In the broadest of strokes, Margaret shares with us three principles of brand archetypes:
Everybody has access to the archetypal field - it’s a part of our collective unconscious so we all have an innate understanding of it.
Archetypes are a way for us to understand ourselves and we can’t help but have an emotional reaction to it.
Every culture has archetypal underpinnings whether or not we are conscious aware.
From talking with Margaret, a powerful perspective about archetypal work is that it is an exercise in lateral thinking, helping an organization to its truth without being bogged down by rational analysis.
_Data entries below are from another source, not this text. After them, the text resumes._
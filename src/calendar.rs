//! Day grouping: consecutive slot columns sharing a day number form one
//! calendar day. Groups span the carry-over columns too, so the rest rules
//! can count days across the month boundary.

use crate::model::Worksheet;
use serde::{Deserialize, Serialize};

/// Ordered day groups over all slot columns plus the slot→day reverse index.
#[derive(Debug, Clone, Serialize, Deserialize)]
pub struct DayGroups {
    groups: Vec<Vec<usize>>,
    day_of: Vec<usize>,
    first_current_day: usize,
}

impl DayGroups {
    /// Single left-to-right scan; a new group starts whenever the day number
    /// changes.
    pub fn build(sheet: &Worksheet) -> Self {
        let mut groups: Vec<Vec<usize>> = Vec::new();
        let mut day_of = Vec::with_capacity(sheet.slots.len());
        let mut prev = None;
        for (idx, slot) in sheet.slots.iter().enumerate() {
            if prev != Some(slot.day_number) {
                groups.push(Vec::new());
            }
            day_of.push(groups.len() - 1);
            if let Some(group) = groups.last_mut() {
                group.push(idx);
            }
            prev = Some(slot.day_number);
        }
        let first_current_day = day_of.get(sheet.first_current).copied().unwrap_or(0);
        Self {
            groups,
            day_of,
            first_current_day,
        }
    }

    /// Day index of a slot.
    pub fn day_of(&self, slot: usize) -> usize {
        self.day_of[slot]
    }

    /// Slot indices of one day, in column order.
    pub fn group(&self, day: usize) -> &[usize] {
        &self.groups[day]
    }

    pub fn groups(&self) -> &[Vec<usize>] {
        &self.groups
    }

    /// Largest day index.
    pub fn last_day(&self) -> usize {
        self.groups.len().saturating_sub(1)
    }

    /// Day index of the first current-month slot.
    pub fn first_current_day(&self) -> usize {
        self.first_current_day
    }

    pub fn day_count(&self) -> usize {
        self.groups.len()
    }
}
//! Button events and the capture-thread input queue
//!
//! Input capture runs on its own thread (or an OS callback). Events are sent
//! over a channel and only judged when the simulation thread drains them, so
//! judging never runs concurrently with rod integration.

use std::sync::mpsc::{self, Receiver, Sender};

use serde::{Deserialize, Serialize};

/// The two button classes a target can require
#[derive(Debug, Clone, Copy, PartialEq, Eq, Hash, Serialize, Deserialize)]
pub enum InputType {
    #[serde(alias = "ButtonA")]
    A,
    #[serde(alias = "ButtonDPad")]
    DPad,
}

impl InputType {
    pub fn as_str(&self) -> &'static str {
        match self {
            InputType::A => "A",
            InputType::DPad => "D-Pad",
        }
    }
}

/// A button edge stamped with song time
#[derive(Debug, Clone, Copy, PartialEq, Serialize, Deserialize)]
pub struct InputEvent {
    pub button: InputType,
    /// Only the press edge triggers judgment
    pub pressed: bool,
    pub timestamp_seconds: f64,
}

impl InputEvent {
    pub fn press(button: InputType, timestamp_seconds: f64) -> Self {
        Self {
            button,
            pressed: true,
            timestamp_seconds,
        }
    }

    pub fn release(button: InputType, timestamp_seconds: f64) -> Self {
        Self {
            button,
            pressed: false,
            timestamp_seconds,
        }
    }
}

/// Cloneable handle for the capture side
#[derive(Debug, Clone)]
pub struct InputSender {
    tx: Sender<InputEvent>,
}

impl InputSender {
    /// Returns false once the simulation side has been dropped
    pub fn send(&self, event: InputEvent) -> bool {
        self.tx.send(event).is_ok()
    }
}

/// Simulation-side end of the input channel
#[derive(Debug)]
pub struct InputQueue {
    tx: Sender<InputEvent>,
    rx: Receiver<InputEvent>,
    /// Received events stamped after the song time of the last drain
    backlog: Vec<InputEvent>,
}

impl Default for InputQueue {
    fn default() -> Self {
        Self::new()
    }
}

impl InputQueue {
    pub fn new() -> Self {
        let (tx, rx) = mpsc::channel();
        Self {
            tx,
            rx,
            backlog: Vec::new(),
        }
    }

    pub fn sender(&self) -> InputSender {
        InputSender {
            tx: self.tx.clone(),
        }
    }

    /// Take every event stamped at or before `now_seconds`, oldest first.
    /// Later events stay queued for a future drain.
    pub fn drain_until(&mut self, now_seconds: f64) -> Vec<InputEvent> {
        self.backlog.extend(self.rx.try_iter());
        self.backlog
            .sort_by(|a, b| a.timestamp_seconds.total_cmp(&b.timestamp_seconds));

        let split = self
            .backlog
            .partition_point(|e| e.timestamp_seconds <= now_seconds);
        let later = self.backlog.split_off(split);
        std::mem::replace(&mut self.backlog, later)
    }

    /// Events waiting for their timestamp to come due
    pub fn pending(&self) -> usize {
        self.backlog.len()
    }
}
//! Rod Rhythm - beat-accurate judging for a rod-bouncing rhythm game
//!
//! Core modules:
//! - `sim`: Deterministic simulation (tempo map, lanes, rods, judging, scoring)
//! - `schedule`: Compiled block/target schedule loading
//! - `input`: Button events and the capture-thread input queue
//! - `audio`: Fire-and-forget sound effect requests
//! - `settings`: Session configuration and tunable tables
//! - `highscores`: Top-score table persisted at terminal events

pub mod audio;
pub mod error;
pub mod highscores;
pub mod input;
pub mod schedule;
pub mod settings;
pub mod sim;

pub use error::{ConfigError, Result};
pub use highscores::HighScores;
pub use schedule::Schedule;
pub use settings::{SessionMode, Settings};

/// Game configuration constants
pub mod consts {
    /// Fixed simulation timestep (120 Hz)
    pub const SIM_DT: f64 = 1.0 / 120.0;
    /// Maximum substeps per frame to prevent spiral of death
    pub const MAX_SUBSTEPS: u32 = 8;

    /// Widest timing error (seconds) that still counts as a hit
    pub const MAX_OFFSET_SEC: f64 = 0.05;
    /// Beats between a rod's deployment and its arrival at its origin block
    pub const LEAD_BEATS: f64 = 1.0;
    /// A rod is force-killed this many beats after deployment
    pub const ROD_LIFETIME_BEATS: f64 = 7.0;
    pub const DEFAULT_X_UNITS_PER_BEAT: f64 = 1.0;

    /// Lane geometry (block i is centred on x = i, one unit wide)
    pub const BASE_ROW_HEIGHT: f64 = 0.0;
    pub const PISTON_HEIGHT: f64 = 1.0;
    /// How long a triggered piston stays extended
    pub const PISTON_HOLD_BEATS: f64 = 0.5;
    /// Depth between lanes (z axis)
    pub const LANE_SPACING: f64 = 2.0;
    /// Fraction of a segment a rod must cross before a raised obstacle stops it
    pub const TRAILING_EDGE: f64 = 0.85;

    /// Free-fall acceleration (units/s²)
    pub const GRAVITY: f64 = 30.0;
    /// Landing overshoot per unit of signed accuracy
    pub const LANDING_SLOP: f64 = 0.1;
    /// Random spread applied to landing x and peak height
    pub const ARC_VARIANCE: f64 = 0.05;

    /// Lives
    pub const DEFAULT_MAX_LIVES: i32 = 3;
    /// Hits needed to regenerate one life in endless mode
    pub const LIFE_REGEN_INTERVAL: u32 = 8;
    /// Hits per endless difficulty level
    pub const ENDLESS_LEVEL_STEP: u32 = 16;
    /// Timing window lost per endless level
    pub const ENDLESS_WINDOW_STEP: f64 = 0.05;
    /// Narrowest endless window, as a fraction of the configured one
    pub const ENDLESS_MIN_WINDOW_SCALE: f64 = 0.6;

    /// Tolerance for comparing scheduled beats
    pub const BEAT_EPSILON: f64 = 1e-6;
}

/// True when two scheduled beats refer to the same moment
#[inline]
pub fn beats_equal(a: f64, b: f64) -> bool {
    (a - b).abs() < consts::BEAT_EPSILON
}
If you go in through this side door, that's not about anyone being right or wrong and you're talking from an archetypical story perspective, you start to unearth aspirations and preferences of the business, which ultimately leads them to a more confident place of understanding what they stand for
The rule of three in brand archetypes
When trying to figure out brand archetypes, it’s really important to not use it as stereotypes. Margaret offers a simple way to steer clear from it:
Stereotypes are reductionistic and archetypes are expansionistic… take the classic example of the soccer mum, is that reductionistic or expansionistic?… it is a slippery slope to stereotyping when you use archetypes for personas.
When developing an archetype for brands, there is a magic number.
Three. It proves to be a magic number. It gives enough breadth and scope without brutally confusing everyone… you can then start to bring in the symbols and metaphors of this new character that includes all aspects from the three different archetypes.
By having a process where you create and develop this character, then express it creatively across the organization and then put it out in the world to see how it works, it guarantees that the brand archetype is never stale and irrelevant.
Avoid the typical pitfalls of archetypal work
1/ Too self-important or academic
People getting too meta. They are not doing the inner work themselves to understand how these energies are alive in them, but just talking about them. You lose the whole reason that you're doing this: to find an emotional relatedness and an emotional through line between the business, the brand, and the person that they're serving
2/ Aiming for perfection
You’ve got to keep it living and breathing. Trying to be perfect I think is a really big problem, as opposed to recognizing that there's a vulnerability in all of us and that's what actually can be connecting us as well.
3/ Adopting archetypes as a label
Unexpressed biases by the use of labels and turning an archetype perspective into a label. I've seen this more in personal branding than I have in corporate, where people will say, I'm a caregiver, and I'm like, no, you're not <laugh>.
Conclusion
Archetypes are powerful if you can wield it in the world of brand and anytime you need to better understand and influence human behavior. But beware of its pitfalls, else it becomes a limitation, a reductionistic effort, rather than an expansionistic one!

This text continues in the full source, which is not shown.